(MATERIAL SUPPLIED)
——————

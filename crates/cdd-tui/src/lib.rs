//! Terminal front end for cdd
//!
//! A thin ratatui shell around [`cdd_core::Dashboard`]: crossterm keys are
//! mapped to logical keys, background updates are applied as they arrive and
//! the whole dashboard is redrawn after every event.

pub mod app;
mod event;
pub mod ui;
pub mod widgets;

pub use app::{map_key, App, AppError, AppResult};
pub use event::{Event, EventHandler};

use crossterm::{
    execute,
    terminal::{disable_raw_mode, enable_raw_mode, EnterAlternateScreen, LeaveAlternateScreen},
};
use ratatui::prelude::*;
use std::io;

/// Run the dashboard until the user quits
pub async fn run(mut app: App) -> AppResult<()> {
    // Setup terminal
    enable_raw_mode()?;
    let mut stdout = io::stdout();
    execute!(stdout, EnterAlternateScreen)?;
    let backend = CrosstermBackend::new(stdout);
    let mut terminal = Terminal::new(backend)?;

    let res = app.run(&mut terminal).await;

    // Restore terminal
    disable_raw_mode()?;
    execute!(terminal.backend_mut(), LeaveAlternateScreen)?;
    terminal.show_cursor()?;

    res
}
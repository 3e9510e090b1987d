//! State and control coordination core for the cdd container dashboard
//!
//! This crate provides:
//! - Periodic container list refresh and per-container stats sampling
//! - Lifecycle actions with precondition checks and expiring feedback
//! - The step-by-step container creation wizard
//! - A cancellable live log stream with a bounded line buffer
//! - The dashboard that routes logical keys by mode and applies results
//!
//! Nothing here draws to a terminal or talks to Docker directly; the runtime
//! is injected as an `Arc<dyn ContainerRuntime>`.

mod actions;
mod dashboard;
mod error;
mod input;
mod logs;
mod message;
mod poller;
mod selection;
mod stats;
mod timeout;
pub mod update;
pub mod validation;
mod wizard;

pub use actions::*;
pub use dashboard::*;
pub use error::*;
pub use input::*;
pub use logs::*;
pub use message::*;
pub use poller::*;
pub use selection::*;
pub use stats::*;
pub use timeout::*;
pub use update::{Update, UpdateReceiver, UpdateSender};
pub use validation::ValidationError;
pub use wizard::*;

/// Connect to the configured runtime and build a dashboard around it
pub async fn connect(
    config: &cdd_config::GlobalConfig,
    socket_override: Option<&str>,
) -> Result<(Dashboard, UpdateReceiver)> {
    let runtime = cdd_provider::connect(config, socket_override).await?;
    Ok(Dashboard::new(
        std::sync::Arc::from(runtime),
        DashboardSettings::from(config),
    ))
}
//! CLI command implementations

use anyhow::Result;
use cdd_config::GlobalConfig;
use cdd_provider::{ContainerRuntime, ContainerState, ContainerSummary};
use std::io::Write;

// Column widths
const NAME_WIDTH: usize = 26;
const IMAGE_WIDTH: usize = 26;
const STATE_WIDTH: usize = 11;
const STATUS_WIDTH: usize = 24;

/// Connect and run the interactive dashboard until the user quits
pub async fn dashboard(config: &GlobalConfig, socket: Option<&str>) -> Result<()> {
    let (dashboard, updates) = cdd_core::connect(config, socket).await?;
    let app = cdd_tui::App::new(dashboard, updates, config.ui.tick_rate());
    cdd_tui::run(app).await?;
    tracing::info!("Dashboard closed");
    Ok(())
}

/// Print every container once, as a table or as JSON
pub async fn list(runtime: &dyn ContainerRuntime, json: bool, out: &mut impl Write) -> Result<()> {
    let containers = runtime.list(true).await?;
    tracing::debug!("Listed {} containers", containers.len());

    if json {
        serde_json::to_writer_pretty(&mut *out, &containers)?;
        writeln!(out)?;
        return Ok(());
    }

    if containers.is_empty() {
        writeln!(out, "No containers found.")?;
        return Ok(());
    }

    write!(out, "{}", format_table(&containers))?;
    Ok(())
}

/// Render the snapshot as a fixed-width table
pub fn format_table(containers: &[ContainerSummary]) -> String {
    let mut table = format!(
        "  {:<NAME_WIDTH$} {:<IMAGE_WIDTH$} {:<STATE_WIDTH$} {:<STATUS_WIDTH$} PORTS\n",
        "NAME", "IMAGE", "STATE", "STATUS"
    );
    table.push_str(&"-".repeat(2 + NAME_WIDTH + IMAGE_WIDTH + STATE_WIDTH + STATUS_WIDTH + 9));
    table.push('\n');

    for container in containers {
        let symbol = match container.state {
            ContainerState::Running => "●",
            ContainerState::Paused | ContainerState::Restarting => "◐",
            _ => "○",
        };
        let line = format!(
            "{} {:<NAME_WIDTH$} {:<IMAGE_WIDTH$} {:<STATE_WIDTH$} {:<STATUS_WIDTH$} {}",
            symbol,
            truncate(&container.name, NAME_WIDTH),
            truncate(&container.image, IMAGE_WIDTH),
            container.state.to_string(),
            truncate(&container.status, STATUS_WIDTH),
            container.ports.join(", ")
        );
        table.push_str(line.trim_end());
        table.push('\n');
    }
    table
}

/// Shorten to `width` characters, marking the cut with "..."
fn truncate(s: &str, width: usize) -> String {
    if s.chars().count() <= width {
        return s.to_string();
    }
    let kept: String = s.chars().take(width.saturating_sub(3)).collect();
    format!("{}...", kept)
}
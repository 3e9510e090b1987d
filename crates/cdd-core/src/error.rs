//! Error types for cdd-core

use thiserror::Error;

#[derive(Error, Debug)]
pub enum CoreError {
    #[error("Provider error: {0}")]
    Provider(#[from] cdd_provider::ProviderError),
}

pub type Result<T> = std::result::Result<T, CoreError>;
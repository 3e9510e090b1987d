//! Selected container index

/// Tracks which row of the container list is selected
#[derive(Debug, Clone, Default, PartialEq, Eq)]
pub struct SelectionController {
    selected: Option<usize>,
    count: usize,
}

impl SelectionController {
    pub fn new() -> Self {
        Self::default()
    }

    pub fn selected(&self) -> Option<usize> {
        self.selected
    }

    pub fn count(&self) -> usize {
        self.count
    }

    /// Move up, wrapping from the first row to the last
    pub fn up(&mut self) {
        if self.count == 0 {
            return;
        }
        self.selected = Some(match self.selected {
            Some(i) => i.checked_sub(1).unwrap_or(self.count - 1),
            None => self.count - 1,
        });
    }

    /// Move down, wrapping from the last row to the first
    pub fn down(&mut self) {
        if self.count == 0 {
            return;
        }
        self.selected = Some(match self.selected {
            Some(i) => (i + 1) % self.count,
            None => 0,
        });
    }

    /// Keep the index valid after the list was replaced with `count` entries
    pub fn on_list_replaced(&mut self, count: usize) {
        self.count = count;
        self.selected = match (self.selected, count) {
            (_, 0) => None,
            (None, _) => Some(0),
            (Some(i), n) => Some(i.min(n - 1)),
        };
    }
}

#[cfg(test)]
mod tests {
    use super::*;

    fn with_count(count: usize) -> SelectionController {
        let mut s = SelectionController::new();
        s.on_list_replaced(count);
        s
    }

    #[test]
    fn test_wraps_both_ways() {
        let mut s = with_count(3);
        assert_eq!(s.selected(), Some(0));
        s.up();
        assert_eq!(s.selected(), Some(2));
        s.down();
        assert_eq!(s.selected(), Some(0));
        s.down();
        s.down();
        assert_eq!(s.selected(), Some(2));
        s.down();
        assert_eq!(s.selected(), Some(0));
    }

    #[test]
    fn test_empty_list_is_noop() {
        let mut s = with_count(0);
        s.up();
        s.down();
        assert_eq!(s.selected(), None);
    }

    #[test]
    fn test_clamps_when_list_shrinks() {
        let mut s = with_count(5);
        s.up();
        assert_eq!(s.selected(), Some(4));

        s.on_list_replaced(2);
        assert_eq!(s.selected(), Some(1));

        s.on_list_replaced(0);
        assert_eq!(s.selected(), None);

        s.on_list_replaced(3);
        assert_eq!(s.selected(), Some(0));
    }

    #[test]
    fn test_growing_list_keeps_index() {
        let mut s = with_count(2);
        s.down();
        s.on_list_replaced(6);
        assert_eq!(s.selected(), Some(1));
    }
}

——————

(INSTRUCTIONS FOR THE TASK)
Among the entries above, locate the lines containing "Some(i) => (i" and "use super::*;", and transcribe exactly those two lines and all lines between.

(SOLUTION FOR THIS PROBLEM)
            Some(i) => (i + 1) % self.count,
            None => 0,
        });
    }

    /// Keep the index valid after the list was replaced with `count` entries
    pub fn on_list_replaced(&mut self, count: usize) {
        self.count = count;
        self.selected = match (self.selected, count) {
            (_, 0) => None,
            (None, _) => Some(0),
            (Some(i), n) => Some(i.min(n - 1)),
        };
    }
}

#[cfg(test)]
mod tests {
    use super::*;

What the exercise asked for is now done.